従業員の自発的な学び合いが促進され、組織全体に学習文化が根付いていくと、新しいアイデアの創出や変化への適応力が高まります。

変化の激しい時代を生き抜く企業にとって、LMSは組織文化を変革していく原動力となるでしょう。
 

投資対効果(ROI)を明確化しやすい

管理者視点の4つ目のメリットは「投資対効果(ROI)を明確化しやすい」です。

LMSを導入すると、「何を実施して・その結果どのような成果得られたか」が可視化されるため、ROIを測定しやすくなります。

【LMSによるROI可視化のおもな指標】

  • 受講率
    LMS上で提供されているコンテンツの受講率を調べられます。受講率が芳しくない場合は、社内での周知徹底やコンテンツ自体の魅力度向上につなげていきます。
  • 学習時間
    従業員が学習に費やした総時間や、1人あたりの平均学習時間を把握できます。この指標から、学習に対する従業員のエンゲージメントレベルを推し量ることが可能です。
  • 学習到達度
    コースごとの平均点や合格率、習得済みスキルの数など、学習の到達度合いを示す指標を確認できます。到達度が低い場合は、コンテンツの改善や追加サポートの必要性が明らかになります。
  • 行動変容
    学習前後での業務パフォーマンスの変化を追跡し、研修が実務にどう生かされているかを定量的に評価するためにも活用できます。売上増加率や生産性向上率など、業績に直結するKPIと学習との相関関係を分析するのに役立ちます。
  • 定着度
    テスト機能を活用し、一定期間経過後に学習内容がどの程度定着しているかを確認できます。効果が持続していない場合は、復習の機会を設けたり、フォローアップ研修を企画したりするきっかけになります。

こうしてLMSは、教育投資の効果を多角的に可視化します。明確になったデータをもとに、PDCAサイクルを回して教育施策を改善すれば、投資対効果の最適化につながります。
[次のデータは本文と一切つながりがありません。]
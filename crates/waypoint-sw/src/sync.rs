//! Replay of queued writes on reconnect.

use std::sync::Arc;

use serde::Serialize;
use tracing::{debug, info, warn};
use url::Url;
use waypoint_core::{OfflineError, OfflineResult, PendingOperation, QueueKind, WorkerConfig};
use waypoint_net::{Fetcher, Request};
use waypoint_store::DurableStore;

/// What a single drain pass did.
#[derive(Debug, Clone, PartialEq, Eq, Serialize)]
pub struct SyncReport {
    pub kind: QueueKind,
    /// Records read from the queue at the start of the pass.
    pub attempted: usize,
    /// Acknowledged by the server and removed.
    pub delivered: Vec<i64>,
    /// Kept for the next pass.
    pub failed: Vec<i64>,
}

impl SyncReport {
    fn empty(kind: QueueKind) -> Self {
        Self {
            kind,
            attempted: 0,
            delivered: Vec::new(),
            failed: Vec::new(),
        }
    }

    /// Whether every attempted record was delivered.
    pub fn is_clean(&self) -> bool {
        self.failed.is_empty()
    }
}

/// Drains the durable queues against their endpoints.
pub struct SyncCoordinator {
    store: Arc<DurableStore>,
    fetcher: Arc<dyn Fetcher>,
    submission_endpoint: Url,
    progress_endpoint: Url,
}

impl SyncCoordinator {
    pub fn new(
        store: Arc<DurableStore>,
        fetcher: Arc<dyn Fetcher>,
        config: &WorkerConfig,
    ) -> OfflineResult<Self> {
        Ok(Self {
            store,
            fetcher,
            submission_endpoint: config.endpoint_for(QueueKind::Submission)?,
            progress_endpoint: config.endpoint_for(QueueKind::Progress)?,
        })
    }

    pub fn endpoint(&self, kind: QueueKind) -> &Url {
        match kind {
            QueueKind::Submission => &self.submission_endpoint,
            QueueKind::Progress => &self.progress_endpoint,
        }
    }

    /// Handle a reconnect tag. Tags that name no queue are ignored.
    pub async fn drain(&self, tag: &str) -> Option<SyncReport> {
        match QueueKind::from_sync_tag(tag) {
            Some(kind) => Some(self.drain_queue(kind).await),
            None => {
                debug!(tag, "Ignoring unknown sync tag");
                None
            }
        }
    }

    /// One pass over a queue, oldest record first.
    ///
    /// Each record is posted on its own and removed only when the server
    /// answers 2xx. Failures are kept and the pass moves on.
    pub async fn drain_queue(&self, kind: QueueKind) -> SyncReport {
        let mut report = SyncReport::empty(kind);

        let pending = match self.store.pending(kind) {
            Ok(pending) => pending,
            Err(e) => {
                warn!(queue = %kind, error = %e, "Queue unavailable, skipping sync");
                return report;
            }
        };
        report.attempted = pending.len();
        if pending.is_empty() {
            debug!(queue = %kind, "Nothing to sync");
            return report;
        }

        for operation in &pending {
            match self.deliver(operation).await {
                Ok(()) => {
                    if let Err(e) = self.store.remove_pending(kind, operation.id) {
                        warn!(queue = %kind, id = operation.id, error = %e, "Delivered record could not be removed");
                    }
                    report.delivered.push(operation.id);
                }
                Err(e) => {
                    warn!(queue = %kind, id = operation.id, error = %e, category = e.category(), "Record kept for next sync");
                    report.failed.push(operation.id);
                }
            }
        }

        info!(
            queue = %kind,
            attempted = report.attempted,
            delivered = report.delivered.len(),
            failed = report.failed.len(),
            "Sync pass finished"
        );
        report
    }

    async fn deliver(&self, operation: &PendingOperation) -> OfflineResult<()> {
        let drain_failure = |reason: String| OfflineError::SyncDrainFailure {
            id: operation.id,
            reason,
        };

        let request = Request::post_json(self.endpoint(operation.kind).clone(), &operation.payload)
            .map_err(|e| drain_failure(e.to_string()))?;
        let response = self
            .fetcher
            .fetch(request)
            .await
            .map_err(|e| drain_failure(e.to_string()))?;

        if !response.ok() {
            return Err(drain_failure(format!("server answered {}", response.status)));
        }
        debug!(id = operation.id, status = %response.status, "Record delivered");
        Ok(())
    }
}
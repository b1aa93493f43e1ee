//! Common types shared by the store, the worker and the CLI

use serde::{Deserialize, Serialize};
use serde_json::Value as JsonValue;
use std::fmt;
use std::str::FromStr;

/// Reconnect tag that drains the submissions queue
pub const SYNC_SUBMISSIONS_TAG: &str = "sync-submissions";

/// Reconnect tag that drains the progress queue
pub const SYNC_PROGRESS_TAG: &str = "sync-progress";

/// Reconnect tag that polls the unread notification count
pub const CHECK_NOTIFICATIONS_TAG: &str = "check-notifications";

/// Category of a pending write
#[derive(Debug, Clone, Copy, PartialEq, Eq, Hash, Serialize, Deserialize)]
#[serde(rename_all = "snake_case")]
pub enum QueueKind {
    Submission,
    Progress,
}

impl QueueKind {
    pub const ALL: [QueueKind; 2] = [QueueKind::Submission, QueueKind::Progress];

    /// Reconnect tag bound to this queue
    pub fn sync_tag(&self) -> &'static str {
        match self {
            QueueKind::Submission => SYNC_SUBMISSIONS_TAG,
            QueueKind::Progress => SYNC_PROGRESS_TAG,
        }
    }

    /// Resolve the queue a reconnect tag refers to
    pub fn from_sync_tag(tag: &str) -> Option<Self> {
        match tag {
            SYNC_SUBMISSIONS_TAG => Some(QueueKind::Submission),
            SYNC_PROGRESS_TAG => Some(QueueKind::Progress),
            _ => None,
        }
    }

    pub fn as_str(&self) -> &'static str {
        match self {
            QueueKind::Submission => "submission",
            QueueKind::Progress => "progress",
        }
    }
}

impl fmt::Display for QueueKind {
    fn fmt(&self, f: &mut fmt::Formatter<'_>) -> fmt::Result {
        f.write_str(self.as_str())
    }
}

impl FromStr for QueueKind {
    type Err = String;

    fn from_str(s: &str) -> Result<Self, Self::Err> {
        match s {
            "submission" | "submissions" => Ok(QueueKind::Submission),
            "progress" => Ok(QueueKind::Progress),
            other => Err(format!("unknown queue kind: {}", other)),
        }
    }
}

/// A write that failed while offline and waits for the next reconnect
#[derive(Debug, Clone, PartialEq, Serialize, Deserialize)]
pub struct PendingOperation {
    /// Assigned at enqueue time, strictly increasing per queue
    pub id: i64,
    pub kind: QueueKind,
    /// Request body; its schema belongs to the server
    pub payload: JsonValue,
}

/// A lesson pushed by the host page for offline reading
#[derive(Debug, Clone, PartialEq, Serialize, Deserialize)]
pub struct CachedLesson {
    pub id: String,
    pub payload: JsonValue,
}

impl CachedLesson {
    pub fn new(id: impl Into<String>, payload: JsonValue) -> Self {
        Self {
            id: id.into(),
            payload,
        }
    }
}
//! Request classification.
//!
//! Only GET requests over http(s) are intercepted. The rest pass straight
//! through to the network and never touch a cache.

use http::Method;
use tracing::trace;
use waypoint_core::WorkerConfig;
use waypoint_net::Request;

/// What kind of resource an intercepted request is for.
#[derive(Debug, Clone, Copy, PartialEq, Eq)]
pub enum RouteClass {
    /// REST call under the API prefix.
    Api,
    /// Script, stylesheet, image or font.
    StaticAsset,
    /// Anything else, typically a page.
    Document,
}

/// Caching policy applied to a route.
#[derive(Debug, Clone, Copy, PartialEq, Eq)]
pub enum Strategy {
    NetworkFirst,
    CacheFirst,
}

/// Which of the generation's caches a route reads and writes.
#[derive(Debug, Clone, Copy, PartialEq, Eq)]
pub enum CacheSlot {
    Static,
    Runtime,
}

impl RouteClass {
    pub fn strategy(&self) -> Strategy {
        match self {
            RouteClass::StaticAsset => Strategy::CacheFirst,
            RouteClass::Api | RouteClass::Document => Strategy::NetworkFirst,
        }
    }

    pub fn cache_slot(&self) -> CacheSlot {
        match self {
            RouteClass::StaticAsset => CacheSlot::Static,
            RouteClass::Api | RouteClass::Document => CacheSlot::Runtime,
        }
    }

    /// Whether a navigation that misses both network and cache gets the
    /// offline document.
    pub fn offline_fallback(&self) -> bool {
        matches!(self, RouteClass::Document)
    }
}

/// Path-based request router.
#[derive(Debug, Clone)]
pub struct Router {
    api_prefix: String,
    static_suffixes: Vec<String>,
}

impl Router {
    pub fn new(api_prefix: impl Into<String>, static_suffixes: &[String]) -> Self {
        Self {
            api_prefix: api_prefix.into(),
            static_suffixes: static_suffixes
                .iter()
                .map(|s| s.to_ascii_lowercase())
                .collect(),
        }
    }

    pub fn from_config(config: &WorkerConfig) -> Self {
        Self::new(config.api_prefix.clone(), &config.static_suffixes)
    }

    /// Classify a request, or `None` if it must not be intercepted.
    pub fn classify(&self, request: &Request) -> Option<RouteClass> {
        if request.method != Method::GET || !request.is_http() {
            trace!(url = %request.url, method = %request.method, "Passing request through");
            return None;
        }

        let path = request.url.path();
        let class = if path.starts_with(&self.api_prefix) {
            RouteClass::Api
        } else if self.is_static_asset(path) {
            RouteClass::StaticAsset
        } else {
            RouteClass::Document
        };

        trace!(url = %request.url, class = ?class, "Request classified");
        Some(class)
    }

    fn is_static_asset(&self, path: &str) -> bool {
        let path = path.to_ascii_lowercase();
        self.static_suffixes
            .iter()
            .any(|suffix| path.ends_with(suffix.as_str()))
    }
}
▼LMSの費用については下記で詳しく解説しています。

  LMSの費用とは?3つの代表相場と形態・種類・機能による違いを徹底解説 LMSは形態や機能によっても費用は大きく変わるため、どれが妥当かどうかを判断するのも容易ではないでしょう。本記事では代表的な導入費用の3つのパターンを紹介しながら、料金の種類、相場、変動のポイントなどを解説します。貴社に最適な選択の参考にしてください。 株式会社LDcube


LMSのメリット②教育担当者の視点

LMS活用シーンイメージズ

LMSは、現場の教育担当者にとっても、心強い味方になります。効率的な教材作成と運用、高品質な学習体験の提供に役立つからです。
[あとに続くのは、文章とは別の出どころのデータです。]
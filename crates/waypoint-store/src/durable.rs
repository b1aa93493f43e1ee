//! Durable store: write queues and the lesson cache.
//!
//! Queues are append-only with auto-incremented keys, so iteration in key
//! order is insertion order. The lesson cache is keyed by the record's own
//! `id` field and upserts.

use chrono::Utc;
use rusqlite::{params, Connection, OptionalExtension};
use serde_json::Value as JsonValue;
use std::fmt;
use std::path::PathBuf;
use std::sync::{Mutex, MutexGuard};
use tracing::{debug, trace, warn};
use waypoint_core::{CachedLesson, OfflineError, OfflineResult, PendingOperation, QueueKind};

use crate::schema::{open_database, storage_err, StoreLocation, DURABLE_SCHEMA};

/// Object stores held by the durable store.
#[derive(Debug, Clone, Copy, PartialEq, Eq, Hash)]
pub enum StoreName {
    SubmissionsQueue,
    ProgressQueue,
    LessonCache,
}

impl StoreName {
    pub const ALL: [StoreName; 3] = [
        StoreName::SubmissionsQueue,
        StoreName::ProgressQueue,
        StoreName::LessonCache,
    ];

    /// Queue store backing a queue kind.
    pub fn for_queue(kind: QueueKind) -> Self {
        match kind {
            QueueKind::Submission => StoreName::SubmissionsQueue,
            QueueKind::Progress => StoreName::ProgressQueue,
        }
    }

    pub fn queue_kind(&self) -> Option<QueueKind> {
        match self {
            StoreName::SubmissionsQueue => Some(QueueKind::Submission),
            StoreName::ProgressQueue => Some(QueueKind::Progress),
            StoreName::LessonCache => None,
        }
    }

    pub fn as_str(&self) -> &'static str {
        match self {
            StoreName::SubmissionsQueue => "submissionsQueue",
            StoreName::ProgressQueue => "progressQueue",
            StoreName::LessonCache => "lessonCache",
        }
    }

    fn table(&self) -> &'static str {
        match self {
            StoreName::SubmissionsQueue => "submissions_queue",
            StoreName::ProgressQueue => "progress_queue",
            StoreName::LessonCache => "lesson_cache",
        }
    }
}

impl fmt::Display for StoreName {
    fn fmt(&self, f: &mut fmt::Formatter<'_>) -> fmt::Result {
        f.write_str(self.as_str())
    }
}

/// Primary key of a stored record.
#[derive(Debug, Clone, PartialEq, Eq, Hash, PartialOrd, Ord)]
pub enum StoreKey {
    /// Generated key of a queue record.
    Id(i64),
    /// Natural key of a lesson.
    Natural(String),
}

impl fmt::Display for StoreKey {
    fn fmt(&self, f: &mut fmt::Formatter<'_>) -> fmt::Result {
        match self {
            StoreKey::Id(id) => write!(f, "{}", id),
            StoreKey::Natural(key) => f.write_str(key),
        }
    }
}

/// A stored record.
#[derive(Debug, Clone, PartialEq)]
pub struct StoreRecord {
    pub key: StoreKey,
    pub value: JsonValue,
}

/// Versioned key-value persistence for the offline worker.
///
/// The connection is opened lazily on first use and reused afterwards; a
/// failed open is retried on the next call.
pub struct DurableStore {
    location: StoreLocation,
    conn: Mutex<Option<Connection>>,
}

impl DurableStore {
    /// Store backed by a database file.
    pub fn new(path: impl Into<PathBuf>) -> Self {
        Self::with_location(StoreLocation::File(path.into()))
    }

    /// Store backed by a private in-memory database.
    pub fn in_memory() -> Self {
        Self::with_location(StoreLocation::Memory)
    }

    pub fn with_location(location: StoreLocation) -> Self {
        Self {
            location,
            conn: Mutex::new(None),
        }
    }

    pub fn location(&self) -> &StoreLocation {
        &self.location
    }

    /// Open the database and create the object stores if absent.
    pub fn open(&self) -> OfflineResult<()> {
        self.lock().map(|_| ())
    }

    fn lock(&self) -> OfflineResult<MutexGuard<'_, Option<Connection>>> {
        let mut guard = self
            .conn
            .lock()
            .map_err(|_| OfflineError::storage("Durable store lock poisoned"))?;

        if guard.is_none() {
            let conn = open_database(&self.location, DURABLE_SCHEMA)?;
            debug!(location = ?self.location, "Durable store opened");
            *guard = Some(conn);
        }

        Ok(guard)
    }

    fn with_conn<R>(&self, f: impl FnOnce(&mut Connection) -> OfflineResult<R>) -> OfflineResult<R> {
        let mut guard = self.lock()?;
        match guard.as_mut() {
            Some(conn) => f(conn),
            None => Err(OfflineError::storage("Durable store is not open")),
        }
    }

    /// Write a record.
    ///
    /// Queue stores always append under a fresh key. The lesson cache
    /// upserts under the record's `id` field.
    pub fn put(&self, store: StoreName, value: &JsonValue) -> OfflineResult<StoreKey> {
        let serialized = serde_json::to_string(value)?;
        let now = Utc::now().timestamp_millis();

        match store {
            StoreName::LessonCache => {
                let id = value
                    .get("id")
                    .and_then(JsonValue::as_str)
                    .ok_or_else(|| {
                        OfflineError::invalid_record("lessonCache records need a string `id`")
                    })?
                    .to_string();

                self.with_conn(|conn| {
                    conn.execute(
                        "INSERT INTO lesson_cache (id, value, updated_at) VALUES (?, ?, ?)
                         ON CONFLICT(id) DO UPDATE SET value = excluded.value, updated_at = excluded.updated_at",
                        params![id, serialized, now],
                    )
                    .map_err(|e| storage_err("Failed to upsert lesson", e))?;
                    Ok(())
                })?;

                trace!(store = %store, key = %id, "Record upserted");
                Ok(StoreKey::Natural(id))
            }
            queue => {
                let id = self.with_conn(|conn| {
                    conn.execute(
                        &format!(
                            "INSERT INTO {} (payload, enqueued_at) VALUES (?, ?)",
                            queue.table()
                        ),
                        params![serialized, now],
                    )
                    .map_err(|e| storage_err("Failed to append record", e))?;
                    Ok(conn.last_insert_rowid())
                })?;

                trace!(store = %queue, key = id, "Record appended");
                Ok(StoreKey::Id(id))
            }
        }
    }

    /// All records of a store, ordered by key ascending. Records whose JSON
    /// no longer parses are skipped.
    pub fn get_all(&self, store: StoreName) -> OfflineResult<Vec<StoreRecord>> {
        let rows: Vec<(StoreKey, String)> = self.with_conn(|conn| {
            let query = match store {
                StoreName::LessonCache => "SELECT id, value FROM lesson_cache ORDER BY id ASC".to_string(),
                queue => format!("SELECT id, payload FROM {} ORDER BY id ASC", queue.table()),
            };

            let mut stmt = conn
                .prepare(&query)
                .map_err(|e| storage_err("Failed to prepare scan", e))?;

            let rows = stmt
                .query_map([], |row| {
                    let key = match store {
                        StoreName::LessonCache => StoreKey::Natural(row.get(0)?),
                        _ => StoreKey::Id(row.get(0)?),
                    };
                    Ok((key, row.get::<_, String>(1)?))
                })
                .map_err(|e| storage_err("Failed to scan store", e))?
                .collect::<Result<Vec<_>, _>>()
                .map_err(|e| storage_err("Failed to read record", e))?;

            Ok(rows)
        })?;

        Ok(rows
            .into_iter()
            .filter_map(|(key, raw)| match serde_json::from_str(&raw) {
                Ok(value) => Some(StoreRecord { key, value }),
                Err(e) => {
                    warn!(store = %store, key = %key, error = %e, "Skipping unreadable record");
                    None
                }
            })
            .collect())
    }

    /// A single record by key.
    pub fn get(&self, store: StoreName, key: &StoreKey) -> OfflineResult<Option<JsonValue>> {
        let raw: Option<String> = self.with_conn(|conn| match (store, key) {
            (StoreName::LessonCache, StoreKey::Natural(id)) => conn
                .query_row(
                    "SELECT value FROM lesson_cache WHERE id = ?",
                    [id],
                    |row| row.get(0),
                )
                .optional()
                .map_err(|e| storage_err("Failed to read lesson", e)),
            (StoreName::LessonCache, StoreKey::Id(_)) => Ok(None),
            (queue, StoreKey::Id(id)) => conn
                .query_row(
                    &format!("SELECT payload FROM {} WHERE id = ?", queue.table()),
                    [id],
                    |row| row.get(0),
                )
                .optional()
                .map_err(|e| storage_err("Failed to read record", e)),
            (_, StoreKey::Natural(_)) => Ok(None),
        })?;

        raw.map(|raw| serde_json::from_str(&raw).map_err(OfflineError::from))
            .transpose()
    }

    /// Delete a record. Returns whether it existed.
    pub fn delete(&self, store: StoreName, key: &StoreKey) -> OfflineResult<bool> {
        let removed = self.with_conn(|conn| {
            let removed = match key {
                StoreKey::Id(id) => conn.execute(
                    &format!("DELETE FROM {} WHERE id = ?", store.table()),
                    params![id],
                ),
                StoreKey::Natural(id) => conn.execute(
                    &format!("DELETE FROM {} WHERE id = ?", store.table()),
                    params![id],
                ),
            }
            .map_err(|e| storage_err("Failed to delete record", e))?;
            Ok(removed > 0)
        })?;

        trace!(store = %store, key = %key, removed, "Record deleted");
        Ok(removed)
    }

    /// Remove every record of a store.
    pub fn clear(&self, store: StoreName) -> OfflineResult<()> {
        self.with_conn(|conn| {
            conn.execute(&format!("DELETE FROM {}", store.table()), [])
                .map_err(|e| storage_err("Failed to clear store", e))?;
            Ok(())
        })?;
        debug!(store = %store, "Store cleared");
        Ok(())
    }

    pub fn count(&self, store: StoreName) -> OfflineResult<usize> {
        self.with_conn(|conn| {
            conn.query_row(
                &format!("SELECT COUNT(*) FROM {}", store.table()),
                [],
                |row| row.get::<_, i64>(0),
            )
            .map(|n| n as usize)
            .map_err(|e| storage_err("Failed to count records", e))
        })
    }

    // ==================== Queues ====================

    /// Append a failed write to its queue, returning its id.
    pub fn enqueue(&self, kind: QueueKind, payload: &JsonValue) -> OfflineResult<i64> {
        match self.put(StoreName::for_queue(kind), payload)? {
            StoreKey::Id(id) => Ok(id),
            StoreKey::Natural(key) => Err(OfflineError::invalid_record(format!(
                "queue returned natural key {}",
                key
            ))),
        }
    }

    /// Pending operations of one queue in FIFO order.
    pub fn pending(&self, kind: QueueKind) -> OfflineResult<Vec<PendingOperation>> {
        let records = self.get_all(StoreName::for_queue(kind))?;
        Ok(records
            .into_iter()
            .filter_map(|record| match record.key {
                StoreKey::Id(id) => Some(PendingOperation {
                    id,
                    kind,
                    payload: record.value,
                }),
                StoreKey::Natural(_) => None,
            })
            .collect())
    }

    /// Remove an acknowledged operation.
    pub fn remove_pending(&self, kind: QueueKind, id: i64) -> OfflineResult<bool> {
        self.delete(StoreName::for_queue(kind), &StoreKey::Id(id))
    }

    // ==================== Lessons ====================

    pub fn upsert_lesson(&self, lesson: &CachedLesson) -> OfflineResult<()> {
        self.put(StoreName::LessonCache, &serde_json::to_value(lesson)?)?;
        Ok(())
    }

    /// Upsert a batch of lessons in one transaction.
    pub fn upsert_lessons(&self, lessons: &[CachedLesson]) -> OfflineResult<usize> {
        let now = Utc::now().timestamp_millis();
        let rows = lessons
            .iter()
            .map(|lesson| Ok((lesson.id.clone(), serde_json::to_string(lesson)?)))
            .collect::<OfflineResult<Vec<_>>>()?;

        self.with_conn(|conn| {
            let tx = conn
                .transaction()
                .map_err(|e| storage_err("Failed to start lesson transaction", e))?;
            for (id, value) in &rows {
                tx.execute(
                    "INSERT INTO lesson_cache (id, value, updated_at) VALUES (?, ?, ?)
                     ON CONFLICT(id) DO UPDATE SET value = excluded.value, updated_at = excluded.updated_at",
                    params![id, value, now],
                )
                .map_err(|e| storage_err("Failed to upsert lesson", e))?;
            }
            tx.commit()
                .map_err(|e| storage_err("Failed to commit lessons", e))
        })?;

        debug!(count = rows.len(), "Lessons cached");
        Ok(rows.len())
    }

    pub fn lesson(&self, id: &str) -> OfflineResult<Option<CachedLesson>> {
        self.get(StoreName::LessonCache, &StoreKey::Natural(id.to_string()))?
            .map(|value| serde_json::from_value(value).map_err(OfflineError::from))
            .transpose()
    }

    pub fn lessons(&self) -> OfflineResult<Vec<CachedLesson>> {
        self.get_all(StoreName::LessonCache)?
            .into_iter()
            .map(|record| serde_json::from_value(record.value).map_err(OfflineError::from))
            .collect()
    }
}

impl fmt::Debug for DurableStore {
    fn fmt(&self, f: &mut fmt::Formatter<'_>) -> fmt::Result {
        f.debug_struct("DurableStore")
            .field("location", &self.location)
            .finish()
    }
}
「教える側の視点」から見た、以下のメリットを見ていきましょう。

  1. 多様な形式のコンテンツを効率的に作成・管理できる
  2. 直接自分の時間を割かなくても高品質な教育を提供できる
  3. 教育をめぐるコンフリクトを回避できる


多様な形式のコンテンツを効率的に作成・管理できる

教育担当者視点の1つ目のメリットは「多様な形式のコンテンツを効率的に作成・管理できる」です。

LMSには、さまざまな形式の教材を効率よく作成・管理するための機能が備わっています。

【LMSで作成・管理できるコンテンツの例】

  • ドキュメント・テキスト教材
    WordやPDFなどの文書ファイルを教材として配信できます。業務マニュアルや規定集の共有などを効率化できます。
  • スライド型の講義動画
    PowerPointなどのスライド資料に教育担当者の音声を吹き込めば、オンデマンド教材を手軽に作成できます。
  • 外部コンテンツの登録
    LMSと外部の教育サービスを連携させ、サードパーティーが提供するeラーニングコンテンツを展開することも可能です。
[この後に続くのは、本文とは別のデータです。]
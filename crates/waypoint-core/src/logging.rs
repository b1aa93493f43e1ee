//! Logging configuration and setup.

use std::str::FromStr;
use tracing::Level;
use tracing_subscriber::{
    fmt::{self, format::FmtSpan},
    layer::SubscriberExt,
    util::SubscriberInitExt,
    EnvFilter,
};

/// Log output format.
#[derive(Debug, Clone, Copy, Default, PartialEq, Eq)]
pub enum LogFormat {
    /// Human-readable format.
    #[default]
    Pretty,
    /// Compact single-line format.
    Compact,
    /// JSON format for structured logging.
    Json,
}

impl FromStr for LogFormat {
    type Err = String;

    fn from_str(s: &str) -> Result<Self, Self::Err> {
        match s.to_ascii_lowercase().as_str() {
            "pretty" => Ok(LogFormat::Pretty),
            "compact" => Ok(LogFormat::Compact),
            "json" => Ok(LogFormat::Json),
            other => Err(format!("unknown log format: {}", other)),
        }
    }
}

/// Logging configuration.
#[derive(Debug, Clone)]
pub struct LogConfig {
    /// Log level used when neither `filter` nor `RUST_LOG` is set.
    pub level: Level,
    /// Output format.
    pub format: LogFormat,
    /// Include source file location.
    pub include_location: bool,
    /// Include span events (enter, exit).
    pub include_span_events: bool,
    /// Custom filter string (e.g., "waypoint_sw=debug,reqwest=warn").
    pub filter: Option<String>,
}

impl Default for LogConfig {
    fn default() -> Self {
        Self {
            level: Level::INFO,
            format: LogFormat::Pretty,
            include_location: false,
            include_span_events: false,
            filter: None,
        }
    }
}

impl LogConfig {
    /// Create a debug configuration.
    pub fn debug() -> Self {
        Self {
            level: Level::DEBUG,
            include_location: true,
            include_span_events: true,
            ..Default::default()
        }
    }

    /// Create a production configuration.
    pub fn production() -> Self {
        Self {
            level: Level::INFO,
            format: LogFormat::Json,
            ..Default::default()
        }
    }

    /// Set a custom filter.
    pub fn with_filter(mut self, filter: impl Into<String>) -> Self {
        self.filter = Some(filter.into());
        self
    }

    /// Set the output format.
    pub fn with_format(mut self, format: LogFormat) -> Self {
        self.format = format;
        self
    }

    fn env_filter(&self) -> EnvFilter {
        match self.filter {
            Some(ref custom) => EnvFilter::try_new(custom)
                .unwrap_or_else(|_| EnvFilter::new(self.level.to_string())),
            None => EnvFilter::try_from_default_env()
                .unwrap_or_else(|_| EnvFilter::new(self.level.to_string())),
        }
    }
}

/// Initialize logging with the given configuration.
///
/// Calling this more than once keeps the first subscriber.
pub fn init_logging(config: LogConfig) {
    let filter = config.env_filter();

    let span_events = if config.include_span_events {
        FmtSpan::ENTER | FmtSpan::CLOSE
    } else {
        FmtSpan::NONE
    };

    let result = match config.format {
        LogFormat::Pretty => {
            let fmt_layer = fmt::layer()
                .with_target(true)
                .with_file(config.include_location)
                .with_line_number(config.include_location)
                .with_span_events(span_events);

            tracing_subscriber::registry()
                .with(filter)
                .with(fmt_layer)
                .try_init()
        }
        LogFormat::Compact => {
            let fmt_layer = fmt::layer()
                .compact()
                .with_target(true)
                .with_span_events(span_events);

            tracing_subscriber::registry()
                .with(filter)
                .with(fmt_layer)
                .try_init()
        }
        LogFormat::Json => {
            let fmt_layer = fmt::layer().json().with_span_events(span_events);

            tracing_subscriber::registry()
                .with(filter)
                .with(fmt_layer)
                .try_init()
        }
    };

    if let Err(e) = result {
        tracing::debug!(error = %e, "Logging already initialized");
    }
}

#[cfg(test)]
mod tests {
    use super::*;

    #[test]
    fn test_log_config_default() {
        let config = LogConfig::default();
        assert_eq!(config.level, Level::INFO);
        assert!(!config.include_location);
    }

    #[test]
    fn test_log_config_debug() {
        let config = LogConfig::debug();
        assert_eq!(config.level, Level::DEBUG);
        assert!(config.include_location);
    }

    #[test]
    fn test_log_format_parse() {
        assert_eq!("JSON".parse::<LogFormat>(), Ok(LogFormat::Json));
        assert_eq!("compact".parse::<LogFormat>(), Ok(LogFormat::Compact));
        assert!("xml".parse::<LogFormat>().is_err());
    }

    #[test]
    fn test_init_twice_does_not_panic() {
        init_logging(LogConfig::default().with_filter("waypoint_core=debug"));
        init_logging(LogConfig::production());
    }
}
こうした多様な教材をLMS上で一元管理すれば、属人的になりがちだった社内ナレッジの共有を進められます。
 
自社の状況に合わせて、最適な学習コンテンツをタイムリーに提供することも可能です。
 
▼eラーニングのコンテンツについては下記で詳しく解説しています。

  eラーニングコンテンツの全てがわかる!形式・対象・テーマ別に解説 eラーニングは自社に役立ちそうな教材をただ選ぶだけでは意味がありません。この記事では、eラーニングの内容を種類別に紹介するだけでなく、企業が最適なeラーニングコンテンツを選ぶ際にやるべきことや導入時の失敗例と対策を解説します。 株式会社LDcube


直接自分の時間を割かなくても高品質な教育を提供できる

教育担当者視点の2つ目のメリットは「直接自分の時間を割かなくても高品質な教育を提供できる」です。
 
直接対面で行っていたレクチャーやトレーニングをLMSに代替させ、かつ質も落とさない(むしろ向上させる)のは、LMSならではの利点です。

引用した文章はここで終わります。